● **Data**
//! Heading anchors

use lazy_static::lazy_static;
use regex::{Captures, Regex};
use std::collections::HashMap;

use super::HtmlStage;

lazy_static! {
    static ref HEADING: Regex =
        Regex::new(r"(?s)<h([1-6])([^>]*)>(.*?)</h[1-6]>").expect("valid heading regex");
    static ref TAG: Regex = Regex::new(r"<[^>]*>").expect("valid tag regex");
    static ref ID_ATTR: Regex = Regex::new(r"(?i)\sid\s*=").expect("valid id regex");
}

/// Produces unique URL-safe slugs; repeats get `-1`, `-2`, ...
#[derive(Debug, Default)]
pub struct Slugger {
    seen: HashMap<String, usize>,
}

impl Slugger {
    pub fn slug(&mut self, text: &str) -> String {
        let mut base = slug::slugify(text);
        if base.is_empty() {
            base = "section".to_string();
        }

        let mut slug = base.clone();
        if let Some(&count) = self.seen.get(&base) {
            let mut n = count;
            loop {
                n += 1;
                slug = format!("{}-{}", base, n);
                if !self.seen.contains_key(&slug) {
                    break;
                }
            }
            self.seen.insert(base, n);
        }
        self.seen.insert(slug.clone(), 0);
        slug
    }
}

/// Adds an `id` to every heading that lacks one
#[derive(Debug, Clone, Copy, Default)]
pub struct SlugStage;

impl HtmlStage for SlugStage {
    fn name(&self) -> &'static str {
        "slug"
    }

    fn apply(&self, html: String) -> String {
        let mut slugger = Slugger::default();
        HEADING
            .replace_all(&html, |caps: &Captures| {
                let (level, attrs, inner) = (&caps[1], &caps[2], &caps[3]);
                if ID_ATTR.is_match(attrs) {
                    return caps[0].to_string();
                }
                let id = slugger.slug(&heading_text(inner));
                format!(r#"<h{level} id="{id}"{attrs}>{inner}</h{level}>"#)
            })
            .into_owned()
    }
}

/// Plain text of a heading's inner HTML
fn heading_text(inner: &str) -> String {
    TAG.replace_all(inner, "")
        .replace("&lt;", "<")
        .replace("&gt;", ">")
        .replace("&quot;", "\"")
        .replace("&#39;", "'")
        .replace("&nbsp;", "\u{a0}")
        .replace("&amp;", "&")
}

● **What the exercise asks**
Show each line in the listing above that has "count".

● **Task result**
        if let Some(&count) = self.seen.get(&base) {
            let mut n = count;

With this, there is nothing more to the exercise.